Le Ghana, très endetté, en raison d’une stratégie douteuse de financement de ses projets de gaz et de pétrole, vient à nouveau de faire recours aux institutions de Bretton Woods. La semaine dernière, le Tchad a obtenu un crédit de plus de 115 millions de dollars face aux besoins en investissements urgents découlant de la détérioration des conditions du marché pétrolier et du déclenchement de la pandémie de Covid-19. Les prochaines semaines devraient voir plusieurs autres producteurs de la région recourir à l’appui des institutions financières internationales.

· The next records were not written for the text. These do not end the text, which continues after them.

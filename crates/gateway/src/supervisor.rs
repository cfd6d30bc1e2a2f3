/*!
 * Supervisor
 *
 * Owns the whole service lifecycle:
 *
 * ```text
 * boot ──> construct W workers + producers (any error: fail fast)
 *      ──> start worker event loops, watchdog
 *      ──> 1s quiet period ──no death──> READY, start HTTP listener
 *                          └──death────> skip HTTP, fault shutdown
 *
 * runloop: SIGINT/SIGTERM ──> SHUTTING_DOWN, wait out the drain window
 *          worker death   ──> UNAVAILABLE immediately
 *
 * shutdown (both triggers converge):
 *   close worker shutdown + input channels
 *   drain residual error channels briefly
 *   stop the HTTP server against a deadline
 *   await workers, then exit 1 on fault, 0 otherwise
 * ```
 *
 * The drain window exists for the load balancer: /health fails the moment
 * shutdown begins, but traffic keeps being accepted until the balancer
 * has removed the instance.
 */

use std::future::Future;
use std::net::SocketAddr;
use std::sync::Arc;
use std::time::Duration;

use anyhow::{Context, Result, anyhow};
use tokio::signal;
use tokio::sync::{broadcast, mpsc};
use tracing::{error, info};

use mistral_common::Error;
use mistral_config::{AuthMode, GatewayConfig, ListenScheme};

use crate::availability::Availability;
use crate::dispatch::Dispatcher;
use crate::endpoint::{AppState, BasicCredentials, build_router};
use crate::metrics::Meters;
use crate::producer::{DeliveryStreams, ProducerAdapter};
use crate::tls;
use crate::watchdog;
use crate::worker::Worker;

/// Lifecycle durations. Defaults are the production values; tests shorten
/// them to keep runtimes sane.
#[derive(Debug, Clone)]
pub struct Timings {
    /// Quiet period before the instance turns READY
    pub startup_quiet: Duration,
    /// Load-balancer drain window after a shutdown signal
    pub drain_window: Duration,
    /// How long residual worker errors are read during shutdown
    pub error_drain: Duration,
    /// Deadline for stopping the HTTP server
    pub http_deadline: Duration,
    /// Watchdog poll period
    pub watchdog_poll: Duration,
    /// Watchdog grace period after UNAVAILABLE
    pub watchdog_grace: Duration,
}

impl Default for Timings {
    fn default() -> Self {
        Timings {
            startup_quiet: Duration::from_secs(1),
            drain_window: Duration::from_secs(95),
            error_drain: Duration::from_millis(10),
            http_deadline: Duration::from_secs(5),
            watchdog_poll: watchdog::POLL_PERIOD,
            watchdog_grace: watchdog::GRACE_PERIOD,
        }
    }
}

/// Outcome of a full service run
#[derive(Debug, Clone, Copy, PartialEq, Eq)]
pub enum ExitStatus {
    Clean,
    Fault,
}

impl ExitStatus {
    pub fn code(self) -> i32 {
        match self {
            ExitStatus::Clean => 0,
            ExitStatus::Fault => 1,
        }
    }
}

/// Builds one producer per worker index
pub type AdapterFactory =
    dyn Fn(usize) -> Result<(Box<dyn ProducerAdapter>, DeliveryStreams)> + Send + Sync;

/// Run the gateway until a signal or a fault brings it down.
pub async fn run(
    config: GatewayConfig,
    timings: Timings,
    factory: Arc<AdapterFactory>,
) -> Result<ExitStatus> {
    run_with_shutdown(config, timings, factory, shutdown_signal()).await
}

/// Like [`run`], with an injectable shutdown trigger.
pub async fn run_with_shutdown(
    config: GatewayConfig,
    timings: Timings,
    factory: Arc<AdapterFactory>,
    shutdown: impl Future<Output = ()> + Send,
) -> Result<ExitStatus> {
    let availability = Arc::new(Availability::new());
    let meters = Meters::for_instance(&config.instance_name);

    let watchdog_handle = watchdog::spawn(
        Arc::clone(&availability),
        timings.watchdog_poll,
        timings.watchdog_grace,
    );

    // construct W workers and their producers; a construction error here
    // fails the whole startup
    let worker_count = config.worker_count.unwrap_or_else(default_worker_count);
    let (death_tx, mut death_rx) = mpsc::unbounded_channel::<Error>();
    let (worker_shutdown_tx, _) = broadcast::channel::<()>(1);
    let mut input_senders = Vec::with_capacity(worker_count);
    let mut worker_handles = Vec::with_capacity(worker_count);
    for index in 0..worker_count {
        let (producer, streams) = factory(index)
            .with_context(|| format!("failed to construct producer for worker #{index}"))?;
        let (input_tx, input_rx) = mpsc::channel(config.queue_depth);
        input_senders.push(input_tx);
        let worker = Worker::new(
            index,
            input_rx,
            worker_shutdown_tx.subscribe(),
            death_tx.clone(),
            producer,
            streams,
            meters.clone(),
        );
        worker_handles.push(tokio::spawn(worker.run()));
        info!("launched worker #{index}");
    }
    let dispatcher = Dispatcher::new(input_senders);

    let state = AppState {
        availability: Arc::clone(&availability),
        dispatcher: dispatcher.clone(),
        meters,
        auth: match config.auth_mode {
            AuthMode::StaticBasicAuth => Some(BasicCredentials {
                username: config.auth_user.clone(),
                password: config.auth_password.clone(),
            }),
            AuthMode::None => None,
        },
    };
    let router = build_router(state, &config.endpoint_path);

    // quiet period: a worker death inside the window means the HTTP
    // server never starts and the fault shutdown begins right away
    let mut fault = false;
    tokio::select! {
        _ = tokio::time::sleep(timings.startup_quiet) => {
            availability.startup_complete();
            info!("startup complete, mistral is READY");
        }
        maybe_death = death_rx.recv() => {
            if let Some(err) = maybe_death {
                error!("early startup error detected, HTTP server startup will be skipped: {err}");
            }
            availability.set_unavailable();
            fault = true;
        }
    }

    let mut server = None;
    if !fault {
        let addr: SocketAddr = config
            .listen_addr()
            .parse()
            .with_context(|| format!("invalid listen address: {}", config.listen_addr()))?;
        let make_service = router.into_make_service_with_connect_info::<SocketAddr>();
        let handle = axum_server::Handle::new();
        let server_death = death_tx.clone();
        let server_handle = handle.clone();
        let task = match config.listen_scheme {
            ListenScheme::Http => {
                info!("starting HTTP server on {addr}");
                tokio::spawn(async move {
                    if let Err(e) = axum_server::bind(addr)
                        .handle(server_handle)
                        .serve(make_service)
                        .await
                    {
                        let _ = server_death.send(Error::Internal(anyhow!(
                            "HTTP server failed: {e}"
                        )));
                    }
                })
            }
            ListenScheme::Https => {
                let tls_config = tls::build_rustls_config(&config.tls)?;
                info!("starting HTTPS server on {addr}");
                tokio::spawn(async move {
                    if let Err(e) = axum_server::bind_rustls(addr, tls_config)
                        .handle(server_handle)
                        .serve(make_service)
                        .await
                    {
                        let _ = server_death.send(Error::Internal(anyhow!(
                            "HTTPS server failed: {e}"
                        )));
                    }
                })
            }
        };
        server = Some((handle, task));
    }
    drop(death_tx);

    // the main runloop: wait for a shutdown signal or a worker death
    let mut signaled = false;
    if !fault {
        tokio::pin!(shutdown);
        tokio::select! {
            _ = &mut shutdown => {
                info!("received shutdown signal");
                availability.set_shutdown();
                signaled = true;
            }
            maybe_death = death_rx.recv() => {
                if let Some(err) = maybe_death {
                    error!("worker died: {err}");
                }
                // healthchecks start failing; the race against the
                // watchdog begins
                availability.set_unavailable();
                fault = true;
            }
        }
    }
    info!("runloop exited, shutdown sequence running");

    if signaled {
        info!(
            "graceful shutdown: waiting {:?} with failing health check",
            timings.drain_window
        );
        tokio::time::sleep(timings.drain_window).await;
    }

    // close all worker shutdown and input channels
    let _ = worker_shutdown_tx.send(());
    dispatcher.close();
    info!("worker channels closed");

    // read residual worker errors for a moment
    let drain_deadline = tokio::time::sleep(timings.error_drain);
    tokio::pin!(drain_deadline);
    loop {
        tokio::select! {
            maybe_err = death_rx.recv() => match maybe_err {
                Some(err) => error!("worker error: {err}"),
                None => break,
            },
            _ = &mut drain_deadline => break,
        }
    }
    info!("drained all channels");

    // stop the HTTP server; in-flight requests get the deadline to finish
    if let Some((handle, task)) = server {
        info!("stopping HTTP server");
        handle.graceful_shutdown(Some(timings.http_deadline));
        let _ = task.await;
    }

    // wait for the workers to finish draining
    for handle in worker_handles {
        let _ = handle.await;
    }
    watchdog_handle.abort();

    info!("mistral shutdown complete");
    Ok(if fault {
        ExitStatus::Fault
    } else {
        ExitStatus::Clean
    })
}

/// One worker per logical CPU
fn default_worker_count() -> usize {
    std::thread::available_parallelism()
        .map(|n| n.get())
        .unwrap_or(1)
}

/// Wait for SIGINT or SIGTERM
async fn shutdown_signal() {
    let mut sigterm = signal::unix::signal(signal::unix::SignalKind::terminate())
        .expect("Failed to install SIGTERM handler");
    tokio::select! {
        _ = signal::ctrl_c() => {
            info!("received SIGINT");
        }
        _ = sigterm.recv() => {
            info!("received SIGTERM");
        }
    }
}

#[cfg(test)]
mod tests {
    use super::*;
    use crate::producer::{Delivery, ProducerRecord};
    use async_trait::async_trait;
    use mistral_config::{AckStrategy, LogOptions, TlsOptions};
    use tokio::sync::oneshot;

    /// Producer stub that acknowledges every record immediately.
    struct InstantProducer {
        success_tx: mpsc::UnboundedSender<Delivery>,
    }

    #[async_trait]
    impl ProducerAdapter for InstantProducer {
        fn submit(&mut self, record: ProducerRecord) -> mistral_common::Result<()> {
            let _ = self.success_tx.send(Delivery {
                tracking_id: record.tracking_id,
                error: None,
            });
            Ok(())
        }

        async fn close(self: Box<Self>) {}
    }

    fn instant_factory() -> Arc<AdapterFactory> {
        Arc::new(|_index| {
            let (success_tx, successes) = mpsc::unbounded_channel();
            let (_error_tx, errors) = mpsc::unbounded_channel();
            Ok((
                Box::new(InstantProducer { success_tx }) as Box<dyn ProducerAdapter>,
                DeliveryStreams { successes, errors },
            ))
        })
    }

    /// Factory whose producers report enough failures to kill the worker
    /// before the startup quiet period ends.
    fn poisoned_factory() -> Arc<AdapterFactory> {
        Arc::new(|index| {
            let (success_tx, successes) = mpsc::unbounded_channel();
            let (error_tx, errors) = mpsc::unbounded_channel();
            if index == 0 {
                for n in 0..8 {
                    let _ = error_tx.send(Delivery {
                        tracking_id: format!("poison-{n}"),
                        error: Some("broker gone".to_string()),
                    });
                }
            }
            Ok((
                Box::new(InstantProducer { success_tx }) as Box<dyn ProducerAdapter>,
                DeliveryStreams { successes, errors },
            ))
        })
    }

    fn test_config(instance: &str) -> GatewayConfig {
        GatewayConfig {
            listen_scheme: ListenScheme::Http,
            listen_address: "127.0.0.1".to_string(),
            listen_port: 0,
            endpoint_path: "/api/v1/metrics".to_string(),
            auth_mode: AuthMode::None,
            auth_user: String::new(),
            auth_password: String::new(),
            queue_depth: 8,
            broker_topic: "metrics".to_string(),
            broker_keepalive: Duration::from_secs(3),
            broker_acks: AckStrategy::WaitForLocal,
            broker_retries: 3,
            coord_connect: "localhost:9092".to_string(),
            tls: TlsOptions::default(),
            log: LogOptions::default(),
            instance_name: instance.to_string(),
            worker_count: Some(2),
        }
    }

    fn test_timings() -> Timings {
        Timings {
            startup_quiet: Duration::from_millis(50),
            drain_window: Duration::from_millis(30),
            error_drain: Duration::from_millis(5),
            http_deadline: Duration::from_millis(200),
            watchdog_poll: Duration::from_millis(50),
            // far beyond any test runtime so the watchdog never kills the
            // test process
            watchdog_grace: Duration::from_secs(3600),
        }
    }

    #[tokio::test]
    async fn test_clean_shutdown_exits_zero() {
        let (trigger_tx, trigger_rx) = oneshot::channel::<()>();
        let run = tokio::spawn(run_with_shutdown(
            test_config("supervisor-clean"),
            test_timings(),
            instant_factory(),
            async move {
                let _ = trigger_rx.await;
            },
        ));

        tokio::time::sleep(Duration::from_millis(100)).await;
        trigger_tx.send(()).unwrap();

        let status = run.await.unwrap().unwrap();
        assert_eq!(status, ExitStatus::Clean);
        assert_eq!(status.code(), 0);
    }

    #[tokio::test]
    async fn test_worker_death_at_startup_exits_one() {
        let status = run_with_shutdown(
            test_config("supervisor-fault"),
            test_timings(),
            poisoned_factory(),
            std::future::pending(),
        )
        .await
        .unwrap();

        assert_eq!(status, ExitStatus::Fault);
        assert_eq!(status.code(), 1);
    }
}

Tous les pays africains, producteurs de pétrole, qui ont échoué à diversifier leurs économies, devraient subir de plein fouet les affres de la crise qui s’annonce.

Cette période de profonds bouleversements devrait être le moment pour l’Afrique de ne compter que sur elle-même et de défendre plus énergiquement ses intérêts sur le plan international, avec une approche différente de l’endettement. Cela vaudrait tant pour les producteurs de pétrole que les autres.

En attendant, cette nouvelle crise est la preuve de l’échec de toute la géostratégie mondiale du pétrole. Elle déconstruit l’équilibre plus ou moins respecté depuis plusieurs décennies, avec des prémisses en 2014. L’incapacité des plus grands pôles de production à maintenir l’équilibre du marché traduit l’insuffisance et le peu de qualité des normes édictées pour contrôler le marché. Aux Etats-Unis, le schiste a porté la production américaine à plus de 15 millions de barils par jour. En surproduction depuis des années. L’Arabie Saoudite, tête de peloton de l’OPEP, n’arrive pas à faire des efforts pour préserver les autres membres du cartel de la catastrophe financière. Il faut le dire : le monde a échoué dans sa gestion du pétrole. Tout est à reconstruire.